◆ The problem
Repeat the listing below in full, exactly.

+++ Extracted information +++

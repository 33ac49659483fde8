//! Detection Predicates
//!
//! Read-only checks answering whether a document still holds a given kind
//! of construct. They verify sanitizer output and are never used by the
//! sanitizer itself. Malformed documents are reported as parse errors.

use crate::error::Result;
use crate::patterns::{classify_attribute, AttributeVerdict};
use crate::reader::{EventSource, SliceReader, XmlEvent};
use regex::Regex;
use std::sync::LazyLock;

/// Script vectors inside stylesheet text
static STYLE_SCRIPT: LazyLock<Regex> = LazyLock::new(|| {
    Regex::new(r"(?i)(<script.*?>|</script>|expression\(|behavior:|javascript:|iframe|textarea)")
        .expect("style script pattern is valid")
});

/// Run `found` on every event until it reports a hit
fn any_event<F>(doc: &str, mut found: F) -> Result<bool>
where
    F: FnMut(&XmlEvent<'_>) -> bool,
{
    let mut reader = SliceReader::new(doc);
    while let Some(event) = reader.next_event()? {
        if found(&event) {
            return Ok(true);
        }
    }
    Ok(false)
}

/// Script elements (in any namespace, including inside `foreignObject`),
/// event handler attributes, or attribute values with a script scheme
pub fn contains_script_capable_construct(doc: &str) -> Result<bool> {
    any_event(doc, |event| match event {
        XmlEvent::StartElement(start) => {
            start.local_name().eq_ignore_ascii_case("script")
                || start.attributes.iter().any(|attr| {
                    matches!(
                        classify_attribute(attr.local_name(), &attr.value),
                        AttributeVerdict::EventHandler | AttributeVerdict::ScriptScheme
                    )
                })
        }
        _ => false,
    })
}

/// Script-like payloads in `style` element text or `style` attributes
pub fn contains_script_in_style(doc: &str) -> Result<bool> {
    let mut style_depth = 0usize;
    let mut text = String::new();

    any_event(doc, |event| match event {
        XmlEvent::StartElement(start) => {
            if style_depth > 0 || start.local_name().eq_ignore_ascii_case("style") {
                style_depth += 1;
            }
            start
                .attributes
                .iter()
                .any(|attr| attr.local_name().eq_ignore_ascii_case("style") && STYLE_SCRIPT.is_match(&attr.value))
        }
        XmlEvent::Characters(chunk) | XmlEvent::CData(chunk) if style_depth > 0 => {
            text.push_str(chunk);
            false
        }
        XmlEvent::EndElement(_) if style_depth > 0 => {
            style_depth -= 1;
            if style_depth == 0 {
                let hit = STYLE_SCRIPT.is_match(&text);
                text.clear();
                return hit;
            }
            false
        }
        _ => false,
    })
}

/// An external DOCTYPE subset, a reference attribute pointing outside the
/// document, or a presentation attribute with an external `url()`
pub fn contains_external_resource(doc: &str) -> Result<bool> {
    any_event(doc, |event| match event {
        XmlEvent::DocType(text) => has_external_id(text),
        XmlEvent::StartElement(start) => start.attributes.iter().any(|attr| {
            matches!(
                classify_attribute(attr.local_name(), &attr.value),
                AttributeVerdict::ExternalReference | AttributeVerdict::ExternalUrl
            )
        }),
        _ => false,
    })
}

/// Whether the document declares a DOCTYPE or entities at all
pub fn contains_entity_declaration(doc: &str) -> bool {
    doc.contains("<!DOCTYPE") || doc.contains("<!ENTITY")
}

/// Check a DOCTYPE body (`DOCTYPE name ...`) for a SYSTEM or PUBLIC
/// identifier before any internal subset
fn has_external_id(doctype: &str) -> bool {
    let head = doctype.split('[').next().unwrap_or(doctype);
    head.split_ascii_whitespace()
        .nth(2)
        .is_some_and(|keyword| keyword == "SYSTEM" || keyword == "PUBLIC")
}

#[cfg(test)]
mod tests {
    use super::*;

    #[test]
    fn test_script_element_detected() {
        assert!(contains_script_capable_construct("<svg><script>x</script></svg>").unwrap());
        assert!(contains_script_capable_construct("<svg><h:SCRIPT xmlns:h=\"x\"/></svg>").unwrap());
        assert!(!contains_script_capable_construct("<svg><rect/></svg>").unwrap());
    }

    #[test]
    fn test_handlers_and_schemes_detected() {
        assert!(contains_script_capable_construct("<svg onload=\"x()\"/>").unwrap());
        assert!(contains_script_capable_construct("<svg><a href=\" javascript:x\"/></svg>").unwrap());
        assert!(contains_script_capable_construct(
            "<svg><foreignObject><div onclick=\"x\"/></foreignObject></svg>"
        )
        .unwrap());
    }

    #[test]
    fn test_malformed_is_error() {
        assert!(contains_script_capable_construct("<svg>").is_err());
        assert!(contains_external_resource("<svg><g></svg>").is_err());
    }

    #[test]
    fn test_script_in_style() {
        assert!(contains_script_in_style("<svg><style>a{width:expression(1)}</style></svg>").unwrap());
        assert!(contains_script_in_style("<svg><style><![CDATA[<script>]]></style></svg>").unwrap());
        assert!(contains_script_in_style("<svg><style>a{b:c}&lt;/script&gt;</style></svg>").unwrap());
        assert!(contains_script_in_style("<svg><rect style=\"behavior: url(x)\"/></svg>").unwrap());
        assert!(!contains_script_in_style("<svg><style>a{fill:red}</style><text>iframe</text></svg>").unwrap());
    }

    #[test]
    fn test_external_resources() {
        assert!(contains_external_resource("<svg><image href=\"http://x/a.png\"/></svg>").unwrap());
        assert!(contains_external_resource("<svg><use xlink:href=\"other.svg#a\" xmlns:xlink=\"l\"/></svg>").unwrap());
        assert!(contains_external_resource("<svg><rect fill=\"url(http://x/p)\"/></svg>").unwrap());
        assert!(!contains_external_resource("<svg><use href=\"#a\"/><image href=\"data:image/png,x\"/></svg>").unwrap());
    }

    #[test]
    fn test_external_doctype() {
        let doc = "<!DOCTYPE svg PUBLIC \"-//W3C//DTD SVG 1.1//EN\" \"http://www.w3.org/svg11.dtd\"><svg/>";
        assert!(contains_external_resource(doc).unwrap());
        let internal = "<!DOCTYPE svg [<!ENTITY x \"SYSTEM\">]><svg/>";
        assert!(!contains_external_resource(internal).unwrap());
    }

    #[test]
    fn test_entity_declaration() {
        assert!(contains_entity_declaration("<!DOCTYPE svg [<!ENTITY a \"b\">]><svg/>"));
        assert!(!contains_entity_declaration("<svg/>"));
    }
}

+++

◆ Your response
repository 33ac49659483fde8
//! Detection Predicates
//!
//! Read-only checks answering whether a document still holds a given kind
//! of construct. They verify sanitizer output and are never used by the
//! sanitizer itself. Malformed documents are reported as parse errors.

use crate::error::Result;
use crate::patterns::{classify_attribute, AttributeVerdict};
use crate::reader::{EventSource, SliceReader, XmlEvent};
use regex::Regex;
use std::sync::LazyLock;

/// Script vectors inside stylesheet text
static STYLE_SCRIPT: LazyLock<Regex> = LazyLock::new(|| {
    Regex::new(r"(?i)(<script.*?>|</script>|expression\(|behavior:|javascript:|iframe|textarea)")
        .expect("style script pattern is valid")
});

/// Run `found` on every event until it reports a hit
fn any_event<F>(doc: &str, mut found: F) -> Result<bool>
where
    F: FnMut(&XmlEvent<'_>) -> bool,
{
    let mut reader = SliceReader::new(doc);
    while let Some(event) = reader.next_event()? {
        if found(&event) {
            return Ok(true);
        }
    }
    Ok(false)
}

/// Script elements (in any namespace, including inside `foreignObject`),
/// event handler attributes, or attribute values with a script scheme
pub fn contains_script_capable_construct(doc: &str) -> Result<bool> {
    any_event(doc, |event| match event {
        XmlEvent::StartElement(start) => {
            start.local_name().eq_ignore_ascii_case("script")
                || start.attributes.iter().any(|attr| {
                    matches!(
                        classify_attribute(attr.local_name(), &attr.value),
                        AttributeVerdict::EventHandler | AttributeVerdict::ScriptScheme
                    )
                })
        }
        _ => false,
    })
}

/// Script-like payloads in `style` element text or `style` attributes
pub fn contains_script_in_style(doc: &str) -> Result<bool> {
    let mut style_depth = 0usize;
    let mut text = String::new();

    any_event(doc, |event| match event {
        XmlEvent::StartElement(start) => {
            if style_depth > 0 || start.local_name().eq_ignore_ascii_case("style") {
                style_depth += 1;
            }
            start
                .attributes
                .iter()
                .any(|attr| attr.local_name().eq_ignore_ascii_case("style") && STYLE_SCRIPT.is_match(&attr.value))
        }
        XmlEvent::Characters(chunk) | XmlEvent::CData(chunk) if style_depth > 0 => {
            text.push_str(chunk);
            false
        }
        XmlEvent::EndElement(_) if style_depth > 0 => {
            style_depth -= 1;
            if style_depth == 0 {
                let hit = STYLE_SCRIPT.is_match(&text);
                text.clear();
                return hit;
            }
            false
        }
        _ => false,
    })
}

/// An external DOCTYPE subset, a reference attribute pointing outside the
/// document, or a presentation attribute with an external `url()`
pub fn contains_external_resource(doc: &str) -> Result<bool> {
    any_event(doc, |event| match event {
        XmlEvent::DocType(text) => has_external_id(text),
        XmlEvent::StartElement(start) => start.attributes.iter().any(|attr| {
            matches!(
                classify_attribute(attr.local_name(), &attr.value),
                AttributeVerdict::ExternalReference | AttributeVerdict::ExternalUrl
            )
        }),
        _ => false,
    })
}

/// Whether the document declares a DOCTYPE or entities at all
pub fn contains_entity_declaration(doc: &str) -> bool {
    doc.contains("<!DOCTYPE") || doc.contains("<!ENTITY")
}

/// Check a DOCTYPE body (`DOCTYPE name ...`) for a SYSTEM or PUBLIC
/// identifier before any internal subset
fn has_external_id(doctype: &str) -> bool {
    let head = doctype.split('[').next().unwrap_or(doctype);
    head.split_ascii_whitespace()
        .nth(2)
        .is_some_and(|keyword| keyword == "SYSTEM" || keyword == "PUBLIC")
}

#[cfg(test)]
mod tests {
    use super::*;

    #[test]
    fn test_script_element_detected() {
        assert!(contains_script_capable_construct("<svg><script>x</script></svg>").unwrap());
        assert!(contains_script_capable_construct("<svg><h:SCRIPT xmlns:h=\"x\"/></svg>").unwrap());
        assert!(!contains_script_capable_construct("<svg><rect/></svg>").unwrap());
    }

    #[test]
    fn test_handlers_and_schemes_detected() {
        assert!(contains_script_capable_construct("<svg onload=\"x()\"/>").unwrap());
        assert!(contains_script_capable_construct("<svg><a href=\" javascript:x\"/></svg>").unwrap());
        assert!(contains_script_capable_construct(
            "<svg><foreignObject><div onclick=\"x\"/></foreignObject></svg>"
        )
        .unwrap());
    }

    #[test]
    fn test_malformed_is_error() {
        assert!(contains_script_capable_construct("<svg>").is_err());
        assert!(contains_external_resource("<svg><g></svg>").is_err());
    }

    #[test]
    fn test_script_in_style() {
        assert!(contains_script_in_style("<svg><style>a{width:expression(1)}</style></svg>").unwrap());
        assert!(contains_script_in_style("<svg><style><![CDATA[<script>]]></style></svg>").unwrap());
        assert!(contains_script_in_style("<svg><style>a{b:c}&lt;/script&gt;</style></svg>").unwrap());
        assert!(contains_script_in_style("<svg><rect style=\"behavior: url(x)\"/></svg>").unwrap());
        assert!(!contains_script_in_style("<svg><style>a{fill:red}</style><text>iframe</text></svg>").unwrap());
    }

    #[test]
    fn test_external_resources() {
        assert!(contains_external_resource("<svg><image href=\"http://x/a.png\"/></svg>").unwrap());
        assert!(contains_external_resource("<svg><use xlink:href=\"other.svg#a\" xmlns:xlink=\"l\"/></svg>").unwrap());
        assert!(contains_external_resource("<svg><rect fill=\"url(http://x/p)\"/></svg>").unwrap());
        assert!(!contains_external_resource("<svg><use href=\"#a\"/><image href=\"data:image/png,x\"/></svg>").unwrap());
    }

    #[test]
    fn test_external_doctype() {
        let doc = "<!DOCTYPE svg PUBLIC \"-//W3C//DTD SVG 1.1//EN\" \"http://www.w3.org/svg11.dtd\"><svg/>";
        assert!(contains_external_resource(doc).unwrap());
        let internal = "<!DOCTYPE svg [<!ENTITY x \"SYSTEM\">]><svg/>";
        assert!(!contains_external_resource(internal).unwrap());
    }

    #[test]
    fn test_entity_declaration() {
        assert!(contains_entity_declaration("<!DOCTYPE svg [<!ENTITY a \"b\">]><svg/>"));
        assert!(!contains_entity_declaration("<svg/>"));
    }
}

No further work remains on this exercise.